TASK DETAILS: In the data below, find every line that has the string "resolves", and copy it.

------ DATA PROVIDED

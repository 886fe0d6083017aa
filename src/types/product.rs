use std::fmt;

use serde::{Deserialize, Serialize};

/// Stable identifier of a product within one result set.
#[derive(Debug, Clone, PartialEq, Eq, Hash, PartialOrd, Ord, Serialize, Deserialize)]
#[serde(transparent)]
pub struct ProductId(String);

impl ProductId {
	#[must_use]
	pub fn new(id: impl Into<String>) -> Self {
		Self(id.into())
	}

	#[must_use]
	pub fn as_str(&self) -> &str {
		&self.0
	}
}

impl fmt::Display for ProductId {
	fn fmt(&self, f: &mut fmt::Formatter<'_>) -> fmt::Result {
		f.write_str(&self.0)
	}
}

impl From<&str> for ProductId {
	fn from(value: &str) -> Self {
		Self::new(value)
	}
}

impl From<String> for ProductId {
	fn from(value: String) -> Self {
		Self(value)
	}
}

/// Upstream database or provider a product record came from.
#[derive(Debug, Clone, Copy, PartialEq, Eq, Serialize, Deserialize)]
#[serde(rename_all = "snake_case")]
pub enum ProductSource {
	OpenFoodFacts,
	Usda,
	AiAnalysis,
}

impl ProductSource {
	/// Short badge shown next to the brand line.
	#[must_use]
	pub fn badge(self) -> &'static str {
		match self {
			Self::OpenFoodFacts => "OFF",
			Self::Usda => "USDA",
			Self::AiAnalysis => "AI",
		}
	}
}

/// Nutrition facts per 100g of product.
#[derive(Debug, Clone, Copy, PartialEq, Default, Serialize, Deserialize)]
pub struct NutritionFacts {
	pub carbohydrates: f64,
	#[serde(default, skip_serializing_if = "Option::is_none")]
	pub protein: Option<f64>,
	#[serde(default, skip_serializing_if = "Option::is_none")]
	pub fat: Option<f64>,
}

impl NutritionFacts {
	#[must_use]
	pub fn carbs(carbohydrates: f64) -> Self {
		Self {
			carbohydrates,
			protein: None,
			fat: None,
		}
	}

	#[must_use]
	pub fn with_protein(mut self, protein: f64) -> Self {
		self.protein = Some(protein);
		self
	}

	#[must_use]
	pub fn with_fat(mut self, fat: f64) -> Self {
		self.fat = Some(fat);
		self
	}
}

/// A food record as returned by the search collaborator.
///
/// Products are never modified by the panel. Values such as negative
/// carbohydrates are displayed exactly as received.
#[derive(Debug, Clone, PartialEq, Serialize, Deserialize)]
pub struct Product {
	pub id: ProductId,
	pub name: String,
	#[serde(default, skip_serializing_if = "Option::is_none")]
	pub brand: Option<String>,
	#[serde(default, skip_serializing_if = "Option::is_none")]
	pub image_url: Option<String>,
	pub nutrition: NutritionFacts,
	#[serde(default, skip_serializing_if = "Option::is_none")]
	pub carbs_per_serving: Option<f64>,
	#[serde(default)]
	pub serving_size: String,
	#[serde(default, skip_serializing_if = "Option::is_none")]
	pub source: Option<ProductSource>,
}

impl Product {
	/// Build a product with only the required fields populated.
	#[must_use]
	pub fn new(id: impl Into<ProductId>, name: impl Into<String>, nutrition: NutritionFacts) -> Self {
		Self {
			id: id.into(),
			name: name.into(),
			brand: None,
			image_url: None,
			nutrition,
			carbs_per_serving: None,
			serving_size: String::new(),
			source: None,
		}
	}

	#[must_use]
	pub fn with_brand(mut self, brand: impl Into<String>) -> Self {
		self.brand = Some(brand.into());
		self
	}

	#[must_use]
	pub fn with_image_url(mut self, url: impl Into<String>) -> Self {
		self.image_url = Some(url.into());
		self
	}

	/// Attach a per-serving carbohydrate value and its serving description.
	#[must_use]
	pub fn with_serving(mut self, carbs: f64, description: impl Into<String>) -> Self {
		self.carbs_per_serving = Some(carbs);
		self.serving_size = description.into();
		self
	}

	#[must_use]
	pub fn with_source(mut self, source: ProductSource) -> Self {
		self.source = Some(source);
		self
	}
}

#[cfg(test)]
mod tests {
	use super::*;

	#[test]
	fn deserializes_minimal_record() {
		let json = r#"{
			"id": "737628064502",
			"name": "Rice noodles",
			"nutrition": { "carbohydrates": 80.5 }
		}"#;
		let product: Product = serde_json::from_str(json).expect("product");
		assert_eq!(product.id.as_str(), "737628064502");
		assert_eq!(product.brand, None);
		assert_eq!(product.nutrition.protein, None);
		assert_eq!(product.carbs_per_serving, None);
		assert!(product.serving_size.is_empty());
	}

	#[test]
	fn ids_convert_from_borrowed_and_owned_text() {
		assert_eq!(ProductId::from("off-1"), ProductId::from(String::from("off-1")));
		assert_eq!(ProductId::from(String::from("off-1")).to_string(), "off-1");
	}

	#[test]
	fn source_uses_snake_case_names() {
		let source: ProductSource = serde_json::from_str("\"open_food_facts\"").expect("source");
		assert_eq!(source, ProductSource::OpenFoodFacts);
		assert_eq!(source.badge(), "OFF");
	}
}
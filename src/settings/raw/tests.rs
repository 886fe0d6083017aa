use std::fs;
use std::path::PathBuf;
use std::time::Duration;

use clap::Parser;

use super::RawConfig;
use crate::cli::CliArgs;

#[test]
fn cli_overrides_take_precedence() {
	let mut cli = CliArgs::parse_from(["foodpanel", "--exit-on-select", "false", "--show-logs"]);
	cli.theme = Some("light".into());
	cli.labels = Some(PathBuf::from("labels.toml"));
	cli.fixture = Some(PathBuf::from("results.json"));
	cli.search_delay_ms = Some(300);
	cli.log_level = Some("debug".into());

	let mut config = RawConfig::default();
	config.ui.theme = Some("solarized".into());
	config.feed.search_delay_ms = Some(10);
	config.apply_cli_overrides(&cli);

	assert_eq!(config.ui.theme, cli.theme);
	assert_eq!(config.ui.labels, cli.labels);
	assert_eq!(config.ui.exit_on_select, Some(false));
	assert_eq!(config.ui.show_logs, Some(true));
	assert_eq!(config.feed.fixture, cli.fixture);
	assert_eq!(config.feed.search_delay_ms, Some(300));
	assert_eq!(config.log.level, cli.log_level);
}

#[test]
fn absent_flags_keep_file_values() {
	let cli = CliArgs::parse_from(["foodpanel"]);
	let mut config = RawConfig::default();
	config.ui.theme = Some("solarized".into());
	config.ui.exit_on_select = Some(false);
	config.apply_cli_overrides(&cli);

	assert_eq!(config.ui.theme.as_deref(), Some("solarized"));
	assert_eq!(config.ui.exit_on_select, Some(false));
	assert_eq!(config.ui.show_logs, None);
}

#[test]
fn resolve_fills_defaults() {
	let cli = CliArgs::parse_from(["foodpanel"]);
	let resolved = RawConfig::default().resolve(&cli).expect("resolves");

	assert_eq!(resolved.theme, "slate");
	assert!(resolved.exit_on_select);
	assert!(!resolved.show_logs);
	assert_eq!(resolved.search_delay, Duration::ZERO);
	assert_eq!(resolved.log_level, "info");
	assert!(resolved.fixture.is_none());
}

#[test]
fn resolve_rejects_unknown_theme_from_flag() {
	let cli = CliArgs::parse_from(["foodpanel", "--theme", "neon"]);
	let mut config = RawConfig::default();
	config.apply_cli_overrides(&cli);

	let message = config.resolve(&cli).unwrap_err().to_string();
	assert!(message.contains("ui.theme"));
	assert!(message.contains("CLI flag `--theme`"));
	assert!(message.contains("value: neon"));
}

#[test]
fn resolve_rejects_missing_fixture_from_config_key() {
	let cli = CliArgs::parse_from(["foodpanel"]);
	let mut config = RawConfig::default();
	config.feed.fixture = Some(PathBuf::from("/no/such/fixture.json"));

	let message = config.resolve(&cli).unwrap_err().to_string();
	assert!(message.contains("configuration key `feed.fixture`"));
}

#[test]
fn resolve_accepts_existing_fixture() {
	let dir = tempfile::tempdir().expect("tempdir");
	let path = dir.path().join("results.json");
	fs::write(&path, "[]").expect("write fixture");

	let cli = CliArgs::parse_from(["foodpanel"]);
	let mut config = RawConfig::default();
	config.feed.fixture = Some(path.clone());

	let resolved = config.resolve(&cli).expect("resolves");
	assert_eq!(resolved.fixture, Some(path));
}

------------

RESPONSE:
	let resolved = RawConfig::default().resolve(&cli).expect("resolves");
	let resolved = config.resolve(&cli).expect("resolves");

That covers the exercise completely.